The exhibition features Wang’s classic works as well as never-before-seen pieces. In Aura of the Great Ming (1991), the artist turns a two-dimensional chair into a creative tool to visualize his idea of planarity. A pivotal and signature piece, this work laid foundation for Wang’s unique aesthetic interpretation of deconstruction and reconstruction. Night Revel-2 (1998) is a tribute to an ancient painting titled Han Xizai's Night Revel. The inspiration comes from the traditional Chinese craft of paper cutting, but Wang’s intention lies deeper — by eliminating the subject (reveler) and leaving the object (flagon, chair, cane, and shoes) in the imagery, he explores the relationship between subjectivity and objectivity. On view for the first time, Out of the Mountains, which is composed of 6 panels of paintings and numerous wood blocks, constructs a way in and out of the mysterious mountains within the canvas, reinterpreting shan shui from the Song and Yuan Dynasties. The Chinese Emperor series stems from realist portrait painting, which prospered in the Tang Dynasty. “From the Portrait of a Cardinal by El Greco (1514-1614) to Pope Innocent X by Velazquez Diego (1599-1660), what they depict is the image of the person, and what I’m going to present is the thoughts behind the figure,” Wang once said. Thoughts behind the figure indeed materialize as he wields his paintbrush, and each brushstroke exudes history.
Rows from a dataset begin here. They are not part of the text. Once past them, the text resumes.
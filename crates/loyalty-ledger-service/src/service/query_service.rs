//! 客户流水与同步日志查询
//!
//! 余额从不存储，每次都按流水带符号金额求和。

use std::sync::Arc;

use rust_decimal::Decimal;
use tracing::instrument;

use super::dto::{BalanceDto, MAX_PAGE, Page, Pagination};
use crate::error::{LedgerError, Result};
use crate::models::{ActivityFilter, CustomerActivity, SyncLog, TenantScope};
use crate::repository::{ActivityRepositoryTrait, SyncLogRepositoryTrait};
use crate::validation;

pub struct QueryService {
    activities: Arc<dyn ActivityRepositoryTrait>,
    sync_logs: Arc<dyn SyncLogRepositoryTrait>,
}

impl QueryService {
    pub fn new(
        activities: Arc<dyn ActivityRepositoryTrait>,
        sync_logs: Arc<dyn SyncLogRepositoryTrait>,
    ) -> Self {
        Self {
            activities,
            sync_logs,
        }
    }

    /// 分页查询客户流水，最新的在前
    #[instrument(
        skip_all,
        fields(scope = %scope, customer_id = %customer_id, page = pagination.page)
    )]
    pub async fn list_activities(
        &self,
        scope: TenantScope,
        customer_id: &str,
        filter: &ActivityFilter,
        pagination: Pagination,
    ) -> Result<Page<CustomerActivity>> {
        let customer_id = validation::validate_customer_id(customer_id)?;
        if let (Some(from), Some(to)) = (filter.from, filter.to)
            && from > to
        {
            return Err(LedgerError::Validation("from 不能晚于 to".to_string()));
        }
        if pagination.is_out_of_range() {
            return Err(LedgerError::Validation(format!("page 不能超过 {}", MAX_PAGE)));
        }

        let total = self.activities.count(scope, customer_id, filter).await?;
        let items = if total == 0 {
            Vec::new()
        } else {
            self.activities
                .list(scope, customer_id, filter, pagination.limit(), pagination.offset())
                .await?
        };

        Ok(Page::new(items, total, pagination))
    }

    pub async fn balance(&self, scope: TenantScope, customer_id: &str) -> Result<BalanceDto> {
        let customer_id = validation::validate_customer_id(customer_id)?;
        let balance: Decimal = self.activities.balance(scope, customer_id).await?;
        Ok(BalanceDto {
            customer_id: customer_id.to_string(),
            balance,
        })
    }

    /// 同步日志只在所属作用域内可见
    pub async fn get_sync_log(&self, scope: TenantScope, id: i64) -> Result<SyncLog> {
        self.sync_logs
            .get(scope, id)
            .await?
            .ok_or(LedgerError::SyncLogNotFound(id))
    }
}

#[cfg(test)]
mod tests {
    use super::*;
    use crate::repository::{MockActivityRepositoryTrait, MockSyncLogRepositoryTrait};
    use chrono::{Duration, Utc};

    fn scope() -> TenantScope {
        TenantScope::new(1, 1)
    }

    #[tokio::test]
    async fn test_empty_history_skips_list() {
        let mut activities = MockActivityRepositoryTrait::new();
        activities.expect_count().returning(|_, _, _| Ok(0));
        activities.expect_list().never();

        let service = QueryService::new(
            Arc::new(activities),
            Arc::new(MockSyncLogRepositoryTrait::new()),
        );
        let page = service
            .list_activities(scope(), "c-1", &ActivityFilter::default(), Pagination::default())
            .await
            .unwrap();

        assert!(page.items.is_empty());
        assert_eq!(page.total, 0);
        assert_eq!(page.total_pages, 0);
    }

    #[tokio::test]
    async fn test_page_size_is_clamped_before_listing() {
        let mut activities = MockActivityRepositoryTrait::new();
        activities.expect_count().returning(|_, _, _| Ok(250));
        activities
            .expect_list()
            .withf(|_, cid, _, limit, offset| cid == "c-1" && *limit == 100 && *offset == 100)
            .returning(|_, _, _, _, _| Ok(vec![]));

        let service = QueryService::new(
            Arc::new(activities),
            Arc::new(MockSyncLogRepositoryTrait::new()),
        );
        let page = service
            .list_activities(scope(), " c-1 ", &ActivityFilter::default(), Pagination::new(2, 1000))
            .await
            .unwrap();

        assert_eq!(page.page_size, 100);
        assert_eq!(page.total_pages, 3);
    }

    #[tokio::test]
    async fn test_inverted_range_is_rejected() {
        let service = QueryService::new(
            Arc::new(MockActivityRepositoryTrait::new()),
            Arc::new(MockSyncLogRepositoryTrait::new()),
        );
        let now = Utc::now();
        let filter = ActivityFilter {
            activity_type: None,
            from: Some(now),
            to: Some(now - Duration::days(1)),
        };

        let result = service
            .list_activities(scope(), "c-1", &filter, Pagination::default())
            .await;
        assert!(matches!(result, Err(LedgerError::Validation(_))));
    }

    #[tokio::test]
    async fn test_page_beyond_limit_is_rejected_before_querying() {
        let mut activities = MockActivityRepositoryTrait::new();
        activities.expect_count().never();
        activities.expect_list().never();

        let service = QueryService::new(
            Arc::new(activities),
            Arc::new(MockSyncLogRepositoryTrait::new()),
        );
        let result = service
            .list_activities(
                scope(),
                "c-1",
                &ActivityFilter::default(),
                Pagination::new(i64::MAX, 100),
            )
            .await;
        assert!(matches!(result, Err(LedgerError::Validation(_))));
    }

    #[tokio::test]
    async fn test_last_allowed_page_uses_bounded_offset() {
        let mut activities = MockActivityRepositoryTrait::new();
        activities.expect_count().returning(|_, _, _| Ok(1));
        activities
            .expect_list()
            .withf(|_, _, _, limit, offset| *limit == 100 && *offset == (MAX_PAGE - 1) * 100)
            .returning(|_, _, _, _, _| Ok(vec![]));

        let service = QueryService::new(
            Arc::new(activities),
            Arc::new(MockSyncLogRepositoryTrait::new()),
        );
        let page = service
            .list_activities(
                scope(),
                "c-1",
                &ActivityFilter::default(),
                Pagination::new(MAX_PAGE, 100),
            )
            .await
            .unwrap();
        assert_eq!(page.page, MAX_PAGE);
        assert!(page.items.is_empty());
    }

    #[tokio::test]
    async fn test_missing_sync_log() {
        let mut sync_logs = MockSyncLogRepositoryTrait::new();
        sync_logs.expect_get().returning(|_, _| Ok(None));

        let service =
            QueryService::new(Arc::new(MockActivityRepositoryTrait::new()), Arc::new(sync_logs));
        let result = service.get_sync_log(scope(), 42).await;
        assert!(matches!(result, Err(LedgerError::SyncLogNotFound(42))));
    }
}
Born in Beijing in 1944, Wang began his pursuit of art in 1964 in the Central Academy of Fine Arts and Crafts. Later in the Cultural Revolution, he spent years reforming through labor and working as a stage designer in the army. He endured the hardship and never once gave up on pursuing art. From the 70s to the 80s, he had several notable exhibitions overseas. Ever since then, his work has been in both public and private collections, and received international recognition. A chance to witness Wang’s masterful works, The Capital becomes his artistic palace where he instills resonant symbolism into Chinese traditions, and the result speaks volume.